Хотя аксиома о бесстрастности Бога не требовала обычного библейского подтверждения, одно место из Ветхого Завета служило доказательством в христианских дискуссиях об онтологии: «Я есмь Тот, Кто Я есмь» [синод, пер. «Я есмь Сущий»], - слово, прозвучавшее из неопалимой купины. Для Климента Александрийского это означало, что «Бог есть единое и более чем единое, нечто высшее даже, чем само единство»; для Оригена — что «в Том, Кто истинно существует. участвует все существующее». Для Илария это «свидетельство о Боге настолько точное, что выражает в словах, наилучшим образом приспособленных к человеческому пониманию, проникновение в тайну непостижимой божественной природы». Для Григория Назианзина «Тот, Кто есть», — наиболее свойственное Богу именование. Для Феодора Мопсуестийского это знак различия между Творцом и всеми Его творениями; для Филоксена Мабугского — божественный способ «изгнать традицию многобожия»; для Августина — доказательство того, что в отношении к Богу можно в точном смысле применять термин «essentia», но нельзя применять термин «substantia». Из этих и других источников, как, например, «О Божественных именах» Дионисия Ареопагита, онтологическое понимание этого места перешло в авторитетные своды христианского вероучения, а именно в «Точное изложение православной веры» Иоанна Дамаскина на Востоке и в «Сумму теологии» Фомы Аквинского на Западе. Поэтому не будет преувеличением сказать о «метафизике Исхода», с которой такие отцы Церкви, как Климент Александрийский, стремились согласовать свой христианский платонизм.
Но даже в случае богословия Климента нельзя говорить об эллинизации.
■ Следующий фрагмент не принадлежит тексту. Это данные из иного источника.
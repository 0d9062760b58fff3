//! Tracing setup and the audit trail for folio.
//!
//! # Logging
//!
//! Binaries call [`init_tracing`] once at startup. Output goes to stderr
//! (stdout is reserved for command output) and is filtered with `RUST_LOG`:
//!
//! ```bash
//! RUST_LOG=folio_kernel=debug,folio_store=debug folio store list
//! ```
//!
//! # Audit
//!
//! Every coordinated mutation emits one [`AuditEvent`]. Sinks are best-effort:
//! the coordinator logs and swallows [`AuditError`]s so auditing can never
//! change a mutation's outcome.

mod audit;

pub use audit::{
    AuditError, AuditEvent, AuditSink, JsonlAuditSink, MemoryAuditSink, NullAuditSink, key_hash,
};

use tracing::Level;
use tracing_subscriber::{EnvFilter, fmt};

/// Install the global fmt subscriber: stderr, no ANSI, `RUST_LOG` filtering
/// on top of `default_level`.
///
/// Returns `false` if a global subscriber was already installed (tests and
/// embedders may have set their own).
pub fn init_tracing(default_level: Level) -> bool {
    fmt()
        .with_env_filter(EnvFilter::from_default_env().add_directive(default_level.into()))
        .with_writer(std::io::stderr)
        .with_ansi(false)
        .with_target(true)
        .try_init()
        .is_ok()
}

/// Whether verbose logging was requested through `FOLIO_DEBUG`.
pub fn debug_requested() -> bool {
    std::env::var("FOLIO_DEBUG")
        .map(|v| v == "1" || v.eq_ignore_ascii_case("true"))
        .unwrap_or(false)
}
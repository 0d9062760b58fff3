//! Persistence backends for the idempotency store.
//!
//! A backend owns the bytes; the store owns the protocol. The only way to
//! read or write entries is through an [`ExclusiveAccess`] token obtained from
//! [`StoreBackend::acquire`], and the token releases its lock when dropped, so
//! every read-modify-write sequence runs under the lock on every exit path.
//!
//! - [`MemoryBackend`] - in-process map, for tests and single-process use
//! - [`FileBackend`] - JSON file guarded by an advisory lock file, shared
//!   between processes

mod file;
mod memory;

use std::fmt;

pub use file::FileBackend;
pub use memory::MemoryBackend;

use crate::entry::EntryMap;
use crate::error::StoreResult;

/// Scoped exclusive access to the stored entries.
pub trait ExclusiveAccess {
    /// Read every stored entry, expired ones included.
    fn read(&mut self) -> StoreResult<EntryMap>;

    /// Replace the stored entries atomically.
    fn write(&mut self, entries: &EntryMap) -> StoreResult<()>;
}

/// Key-value persistence behind the idempotency store.
pub trait StoreBackend: Send + Sync + fmt::Debug {
    /// Take exclusive access. Blocks (bounded) while another holder has it.
    fn acquire(&self) -> StoreResult<Box<dyn ExclusiveAccess + '_>>;

    /// Human-readable location, for logs.
    fn describe(&self) -> String;

    /// Release any resources. Further use is a caller error.
    fn close(&self) -> StoreResult<()> {
        Ok(())
    }
}
//! Wall clock abstraction.
//!
//! TTL pruning and idempotency time buckets both read wall-clock time. Tests
//! swap in a manual clock so they can cross a TTL or a bucket boundary without
//! sleeping.

use std::sync::Arc;
use std::sync::atomic::{AtomicU64, Ordering};
use std::time::Duration;

/// Source of Unix-millisecond timestamps.
#[derive(Clone, Debug, Default)]
pub enum Clock {
    /// Real system time.
    #[default]
    System,
    /// Manually advanced time, shared between clones.
    Manual(Arc<AtomicU64>),
}

impl Clock {
    /// The real system clock.
    pub fn system() -> Self {
        Clock::System
    }

    /// A manual clock starting at `start_millis`.
    pub fn manual(start_millis: u64) -> Self {
        Clock::Manual(Arc::new(AtomicU64::new(start_millis)))
    }

    /// Current time as Unix milliseconds.
    pub fn now_millis(&self) -> u64 {
        match self {
            Clock::System => crate::now_millis(),
            Clock::Manual(millis) => millis.load(Ordering::SeqCst),
        }
    }

    /// Move a manual clock forward. No-op on the system clock.
    pub fn advance(&self, by: Duration) {
        if let Clock::Manual(millis) = self {
            millis.fetch_add(by.as_millis() as u64, Ordering::SeqCst);
        }
    }

    /// Set a manual clock to an absolute time. No-op on the system clock.
    pub fn set(&self, now_millis: u64) {
        if let Clock::Manual(millis) = self {
            millis.store(now_millis, Ordering::SeqCst);
        }
    }
}

#[cfg(test)]
mod tests {
    use super::*;

    #[test]
    fn test_manual_clock_is_shared() {
        let clock = Clock::manual(1_000);
        let other = clock.clone();
        other.advance(Duration::from_secs(2));
        assert_eq!(clock.now_millis(), 3_000);
        clock.set(10);
        assert_eq!(other.now_millis(), 10);
    }

    #[test]
    fn test_system_clock_ignores_advance() {
        let clock = Clock::system();
        let before = clock.now_millis();
        clock.advance(Duration::from_secs(3600));
        assert!(clock.now_millis() < before + 3_600_000);
    }
}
Ибо, как выразил этот парадокс Генри Чедвик, «Климент был эллинизирован до глубины своего существа и в то же время безгранично предан Церкви». Хотя богословы цитировали Священное Писание для подтверждения идей, первоначально извлеченных из философии, они часто видоизменяли эти идеи на основе Писания. Напряжение между библейским и философским учениями особенно заметно у таких мыслителей, как Ориген и Августин, среди сохранившихся сочинений которых есть как апологии, адресованные язычникам, так и библейские комментарии, адресованные христианам. Это напряжение также порождает и серьезные сомнения относительно уместности различения, будь то в историческом или богословском смысле, между апологетическим и керигматическим богословием. Если и имеет смысл проводить различение, то между апологетической и керигматической задачами, выполняемыми одними и теми же богословами, и при этом нужно держать в поле зрения всю картину со всеми ее напряжениями.